• _The problem_
Every record below is to be reproduced exactly.

**** Records provided ****

// ==========================================
// 轮胎库存上报系统 - 应用配置
// ==========================================
// 来源: 环境变量（支持 .env 文件）
// 默认目录: 用户数据目录下的 tire-stock-sender/
// ==========================================

use crate::config::import_config::{GroupConfig, ParserConfig};
use std::path::{Path, PathBuf};
use thiserror::Error;

const DEFAULT_PIRELLI_BASE_URL: &str =
    "https://reports.pirelli.ru/local/templates/dealer/ajax/api.php";
const DEFAULT_CUSTOMER_CODE: &str = "5700097";

/// 配置错误
#[derive(Error, Debug)]
pub enum ConfigError {
    #[error("配置读取失败 (key: {key}): {message}")]
    ConfigReadError { key: String, message: String },

    #[error("配置值格式错误 (key: {key}, value: {value}): {message}")]
    ConfigValueError {
        key: String,
        value: String,
        message: String,
    },
}

// ==========================================
// VendorConfig - Pirelli 接口配置
// ==========================================
#[derive(Debug, Clone, PartialEq, Eq)]
pub struct VendorConfig {
    pub base_url: String,
    pub login: String,
    pub token: String,
    pub customer_code: String,
}

impl VendorConfig {
    /// 登录名与令牌均已配置时才启用上报
    pub fn is_configured(&self) -> bool {
        !self.login.trim().is_empty() && !self.token.trim().is_empty()
    }
}

impl Default for VendorConfig {
    fn default() -> Self {
        Self {
            base_url: DEFAULT_PIRELLI_BASE_URL.to_string(),
            login: String::new(),
            token: String::new(),
            customer_code: DEFAULT_CUSTOMER_CODE.to_string(),
        }
    }
}

// ==========================================
// AppConfig - 启动配置
// ==========================================
#[derive(Debug, Clone)]
pub struct AppConfig {
    pub server_port: u16,
    pub admin_password: String,
    pub upload_dir: PathBuf,
    pub processed_dir: PathBuf,
    pub parser: ParserConfig,
    pub vendor: VendorConfig,
    pub report: GroupConfig,
}

impl AppConfig {
    /// 从进程环境变量读取配置（先加载 .env）
    pub fn from_env() -> Result<Self, ConfigError> {
        let _ = dotenvy::dotenv();
        Self::from_lookup(|key| std::env::var(key).ok())
    }

    /// 从任意键值来源读取配置
    ///
    /// # 环境变量
    /// - SERVER_PORT (默认 8080)
    /// - ADMIN_PASSWORD (默认 admin123)
    /// - UPLOAD_DIR / PROCESSED_DIR
    /// - DATA_START_ROW (默认 12)
    /// - VENDOR_BRANDS: 逗号分隔
    /// - PIRELLI_BASE_URL / PIRELLI_LOGIN / PIRELLI_TOKEN / PIRELLI_CUSTOMER_CODE
    /// - IKON_COMPANY_NAME / REPORT_GROUPS_PATH (JSON)
    pub fn from_lookup<F>(lookup: F) -> Result<Self, ConfigError>
    where
        F: Fn(&str) -> Option<String>,
    {
        let get = |key: &str| {
            lookup(key)
                .map(|v| v.trim().to_string())
                .filter(|v| !v.is_empty())
        };

        let server_port = match get("SERVER_PORT") {
            Some(raw) => parse_value("SERVER_PORT", &raw)?,
            None => 8080,
        };

        let data_root = default_data_root();
        let upload_dir = get("UPLOAD_DIR")
            .map(PathBuf::from)
            .unwrap_or_else(|| data_root.join("uploads"));
        let processed_dir = get("PROCESSED_DIR")
            .map(PathBuf::from)
            .unwrap_or_else(|| upload_dir.join("processed"));

        let mut parser = ParserConfig::default();
        if let Some(raw) = get("DATA_START_ROW") {
            let start_row: usize = parse_value("DATA_START_ROW", &raw)?;
            if start_row == 0 {
                return Err(ConfigError::ConfigValueError {
                    key: "DATA_START_ROW".to_string(),
                    value: raw,
                    message: "起始行从 1 开始".to_string(),
                });
            }
            parser.start_row = start_row;
        }
        if let Some(raw) = get("VENDOR_BRANDS") {
            parser.vendor_brands = raw
                .split(',')
                .map(|b| b.trim().to_string())
                .filter(|b| !b.is_empty())
                .collect();
        }

        let defaults = VendorConfig::default();
        let vendor = VendorConfig {
            base_url: get("PIRELLI_BASE_URL").unwrap_or(defaults.base_url),
            login: get("PIRELLI_LOGIN").unwrap_or_default(),
            token: get("PIRELLI_TOKEN").unwrap_or_default(),
            customer_code: get("PIRELLI_CUSTOMER_CODE").unwrap_or(defaults.customer_code),
        };

        let mut report = match get("REPORT_GROUPS_PATH") {
            Some(path) => load_group_config(Path::new(&path))?,
            None => GroupConfig::default(),
        };
        if let Some(name) = get("IKON_COMPANY_NAME") {
            report.company_name = name;
        }

        Ok(Self {
            server_port,
            admin_password: get("ADMIN_PASSWORD").unwrap_or_else(|| "admin123".to_string()),
            upload_dir,
            processed_dir,
            parser,
            vendor,
            report,
        })
    }
}

fn parse_value<T: std::str::FromStr>(key: &str, raw: &str) -> Result<T, ConfigError>
where
    T::Err: std::fmt::Display,
{
    raw.parse::<T>().map_err(|e| ConfigError::ConfigValueError {
        key: key.to_string(),
        value: raw.to_string(),
        message: e.to_string(),
    })
}

fn load_group_config(path: &Path) -> Result<GroupConfig, ConfigError> {
    let raw = std::fs::read_to_string(path).map_err(|e| ConfigError::ConfigReadError {
        key: "REPORT_GROUPS_PATH".to_string(),
        message: format!("{}: {}", path.display(), e),
    })?;
    GroupConfig::from_json(&raw).map_err(|e| ConfigError::ConfigValueError {
        key: "REPORT_GROUPS_PATH".to_string(),
        value: path.display().to_string(),
        message: e.to_string(),
    })
}

/// 默认数据目录
///
/// 优先使用用户数据目录，取不到时回退到当前目录
fn default_data_root() -> PathBuf {
    match dirs::data_dir() {
        Some(dir) => dir.join("tire-stock-sender"),
        None => PathBuf::from("."),
    }
}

****

• _Response area_
// ==========================================
// 轮胎库存上报系统 - 应用配置
// ==========================================
// 来源: 环境变量（支持 .env 文件）
// 默认目录: 用户数据目录下的 tire-stock-sender/
// ==========================================

use crate::config::import_config::{GroupConfig, ParserConfig};
use std::path::{Path, PathBuf};
use thiserror::Error;

const DEFAULT_PIRELLI_BASE_URL: &str =
    "https://reports.pirelli.ru/local/templates/dealer/ajax/api.php";
const DEFAULT_CUSTOMER_CODE: &str = "5700097";

/// 配置错误
#[derive(Error, Debug)]
pub enum ConfigError {
    #[error("配置读取失败 (key: {key}): {message}")]
    ConfigReadError { key: String, message: String },

    #[error("配置值格式错误 (key: {key}, value: {value}): {message}")]
    ConfigValueError {
        key: String,
        value: String,
        message: String,
    },
}

// ==========================================
// VendorConfig - Pirelli 接口配置
// ==========================================
#[derive(Debug, Clone, PartialEq, Eq)]
pub struct VendorConfig {
    pub base_url: String,
    pub login: String,
    pub token: String,
    pub customer_code: String,
}

impl VendorConfig {
    /// 登录名与令牌均已配置时才启用上报
    pub fn is_configured(&self) -> bool {
        !self.login.trim().is_empty() && !self.token.trim().is_empty()
    }
}

impl Default for VendorConfig {
    fn default() -> Self {
        Self {
            base_url: DEFAULT_PIRELLI_BASE_URL.to_string(),
            login: String::new(),
            token: String::new(),
            customer_code: DEFAULT_CUSTOMER_CODE.to_string(),
        }
    }
}

// ==========================================
// AppConfig - 启动配置
// ==========================================
#[derive(Debug, Clone)]
pub struct AppConfig {
    pub server_port: u16,
    pub admin_password: String,
    pub upload_dir: PathBuf,
    pub processed_dir: PathBuf,
    pub parser: ParserConfig,
    pub vendor: VendorConfig,
    pub report: GroupConfig,
}

impl AppConfig {
    /// 从进程环境变量读取配置（先加载 .env）
    pub fn from_env() -> Result<Self, ConfigError> {
        let _ = dotenvy::dotenv();
        Self::from_lookup(|key| std::env::var(key).ok())
    }

    /// 从任意键值来源读取配置
    ///
    /// # 环境变量
    /// - SERVER_PORT (默认 8080)
    /// - ADMIN_PASSWORD (默认 admin123)
    /// - UPLOAD_DIR / PROCESSED_DIR
    /// - DATA_START_ROW (默认 12)
    /// - VENDOR_BRANDS: 逗号分隔
    /// - PIRELLI_BASE_URL / PIRELLI_LOGIN / PIRELLI_TOKEN / PIRELLI_CUSTOMER_CODE
    /// - IKON_COMPANY_NAME / REPORT_GROUPS_PATH (JSON)
    pub fn from_lookup<F>(lookup: F) -> Result<Self, ConfigError>
    where
        F: Fn(&str) -> Option<String>,
    {
        let get = |key: &str| {
            lookup(key)
                .map(|v| v.trim().to_string())
                .filter(|v| !v.is_empty())
        };

        let server_port = match get("SERVER_PORT") {
            Some(raw) => parse_value("SERVER_PORT", &raw)?,
            None => 8080,
        };

        let data_root = default_data_root();
        let upload_dir = get("UPLOAD_DIR")
            .map(PathBuf::from)
            .unwrap_or_else(|| data_root.join("uploads"));
        let processed_dir = get("PROCESSED_DIR")
            .map(PathBuf::from)
            .unwrap_or_else(|| upload_dir.join("processed"));

        let mut parser = ParserConfig::default();
        if let Some(raw) = get("DATA_START_ROW") {
            let start_row: usize = parse_value("DATA_START_ROW", &raw)?;
            if start_row == 0 {
                return Err(ConfigError::ConfigValueError {
                    key: "DATA_START_ROW".to_string(),
                    value: raw,
                    message: "起始行从 1 开始".to_string(),
                });
            }
            parser.start_row = start_row;
        }
        if let Some(raw) = get("VENDOR_BRANDS") {
            parser.vendor_brands = raw
                .split(',')
                .map(|b| b.trim().to_string())
                .filter(|b| !b.is_empty())
                .collect();
        }

        let defaults = VendorConfig::default();
        let vendor = VendorConfig {
            base_url: get("PIRELLI_BASE_URL").unwrap_or(defaults.base_url),
            login: get("PIRELLI_LOGIN").unwrap_or_default(),
            token: get("PIRELLI_TOKEN").unwrap_or_default(),
            customer_code: get("PIRELLI_CUSTOMER_CODE").unwrap_or(defaults.customer_code),
        };

        let mut report = match get("REPORT_GROUPS_PATH") {
            Some(path) => load_group_config(Path::new(&path))?,
            None => GroupConfig::default(),
        };
        if let Some(name) = get("IKON_COMPANY_NAME") {
            report.company_name = name;
        }

        Ok(Self {
            server_port,
            admin_password: get("ADMIN_PASSWORD").unwrap_or_else(|| "admin123".to_string()),
            upload_dir,
            processed_dir,
            parser,
            vendor,
            report,
        })
    }
}

fn parse_value<T: std::str::FromStr>(key: &str, raw: &str) -> Result<T, ConfigError>
where
    T::Err: std::fmt::Display,
{
    raw.parse::<T>().map_err(|e| ConfigError::ConfigValueError {
        key: key.to_string(),
        value: raw.to_string(),
        message: e.to_string(),
    })
}

fn load_group_config(path: &Path) -> Result<GroupConfig, ConfigError> {
    let raw = std::fs::read_to_string(path).map_err(|e| ConfigError::ConfigReadError {
        key: "REPORT_GROUPS_PATH".to_string(),
        message: format!("{}: {}", path.display(), e),
    })?;
    GroupConfig::from_json(&raw).map_err(|e| ConfigError::ConfigValueError {
        key: "REPORT_GROUPS_PATH".to_string(),
        value: path.display().to_string(),
        message: e.to_string(),
    })
}

/// 默认数据目录
///
/// 优先使用用户数据目录，取不到时回退到当前目录
fn default_data_root() -> PathBuf {
    match dirs::data_dir() {
        Some(dir) => dir.join("tire-stock-sender"),
        None => PathBuf::from("."),
    }
}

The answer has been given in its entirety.